The influence of a control-related predictor variable, in this case treatment control, on activity limitations is consistent with earlier studies of other physical conditions (e.g., Moss-Morris et al. 1996; Orbell et al. 1998; Eiser et al. 2002), however, perceptions of symptoms fluctuating have less often been found to demonstrate a significant effect on outcomes. Moreover, the hypothesis that such perceptions may simply have served as a proxy for patients who were more ill was not supported, due to a non-significant correlation between the timeline (cyclical) variable and transfemoral cases in this study. Finally, activity limitations have sometimes been predicted by perceived consequences in other physical conditions (e.g., Moss-Morris et al. 1996; Orbell et al. 1998), however, this particular cognitive representation was not a significant determinant of prosthetic use or activity limitations with the current sample of amputees.

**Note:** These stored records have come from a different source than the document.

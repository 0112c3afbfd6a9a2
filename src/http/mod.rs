//! HTTP types for relay functions providing a fetch-like API.

mod request;
mod response;

pub use request::{Method, RelayRequest};
pub use response::{ErrorBody, RelayResponse, StatusCode};
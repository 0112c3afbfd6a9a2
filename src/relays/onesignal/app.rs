use super::{relay_json, Credentials, OneSignalConfig};
use crate::function::{FunctionContext, FunctionManifest, RelayError, RelayFunction};
use crate::http::{RelayRequest, RelayResponse};
use crate::upstream::{Fetcher, UpstreamRequest};
use async_trait::async_trait;
use std::sync::Arc;

pub static APP_INFO_MANIFEST: FunctionManifest =
    FunctionManifest::new("onesignal-app", "v1", "/api/onesignal/app")
        .with_description("OneSignal app metadata (GET /apps/{app_id})");

/// Relays `GET /apps/{app_id}` with a `Key` authorization header.
pub struct AppInfoRelay {
    config: OneSignalConfig,
    fetcher: Arc<dyn Fetcher>,
}

impl AppInfoRelay {
    pub fn new(config: OneSignalConfig, fetcher: Arc<dyn Fetcher>) -> Self {
        Self { config, fetcher }
    }
}

fn app_request(
    _request: &RelayRequest,
    config: &OneSignalConfig,
    credentials: Credentials<'_>,
) -> Result<UpstreamRequest, RelayError> {
    Ok(
        UpstreamRequest::get(format!("{}/apps/{}", config.api_url, credentials.app_id))
            .header("Authorization", format!("Key {}", credentials.rest_api_key)),
    )
}

#[async_trait]
impl RelayFunction for AppInfoRelay {
    async fn fetch(
        &self,
        request: RelayRequest,
        ctx: &FunctionContext,
    ) -> Result<RelayResponse, RelayError> {
        Ok(relay_json(&self.config, self.fetcher.as_ref(), request, ctx, app_request).await)
    }

    fn manifest(&self) -> &'static FunctionManifest {
        &APP_INFO_MANIFEST
    }
}
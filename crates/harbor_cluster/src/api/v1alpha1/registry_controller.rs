use kube::CustomResource;
use schemars::JsonSchema;
use serde::{Deserialize, Serialize};

use crate::api::{default_version, ComponentSpec, ComponentStatus, LogLevel};

/// Standalone registry controller (`registryctl`) sharing the storage of a registry.
#[derive(CustomResource, Deserialize, Serialize, Clone, Debug, Default, PartialEq, JsonSchema)]
#[kube(kind = "RegistryController", group = "goharbor.io", version = "v1alpha1", namespaced)]
#[kube(status = "ComponentStatus", shortname = "registryctl")]
#[kube(
    printcolumn = r#"{"name":"Version", "type":"string", "jsonPath":".spec.version"}"#,
    printcolumn = r#"{"name":"Applied", "type":"string", "jsonPath":".status.conditions[?(@.type==\"Applied\")].status"}"#,
    printcolumn = r#"{"name":"Ready", "type":"string", "jsonPath":".status.conditions[?(@.type==\"Ready\")].status"}"#
)]
#[serde(rename_all = "camelCase")]
pub struct RegistryControllerSpec {
    #[serde(flatten)]
    pub component: ComponentSpec,
    #[serde(default = "default_version")]
    pub version: String,
    /// ConfigMap carrying `REGISTRY_AUTH_TOKEN_REALM` and `CORE_URL`.
    pub urls_config_map: String,
    #[serde(default, skip_serializing_if = "Option::is_none")]
    pub storage_secret: Option<String>,
    pub core_secret: String,
    pub jobservice_secret: String,
    #[serde(default)]
    pub log_level: LogLevel,
}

Knowledge gained from the present study is valuable in that it has identified the predictive relationships between specific psychological variables and rehabilitation and health outcomes in amputees, using a valid social cognition model. Knowledge of these predictive relationships can impact on NHS service delivery in several ways. Firstly, it may be used to identify patients whose psychological profile renders them at more risk of: (a) not rehabilitating as successfully with a prosthesis, and (b) not achieving favourable activity limitation and psychological distress outcomes, in this case those who predominantly perceived symptoms as fluctuating and treatment to be ineffective. Secondly, it raises the prospect of being able to formulate new psychotherapeutic interventions, or adapt existing cognitive behavioural therapies, aimed at influencing these psychological variables with the goal of increasing the numbers of patients: (a) making effective use of a prosthesis, and (b) achieving successful long term rehabilitation and health outcomes, on physical, behavioural, and psychological levels.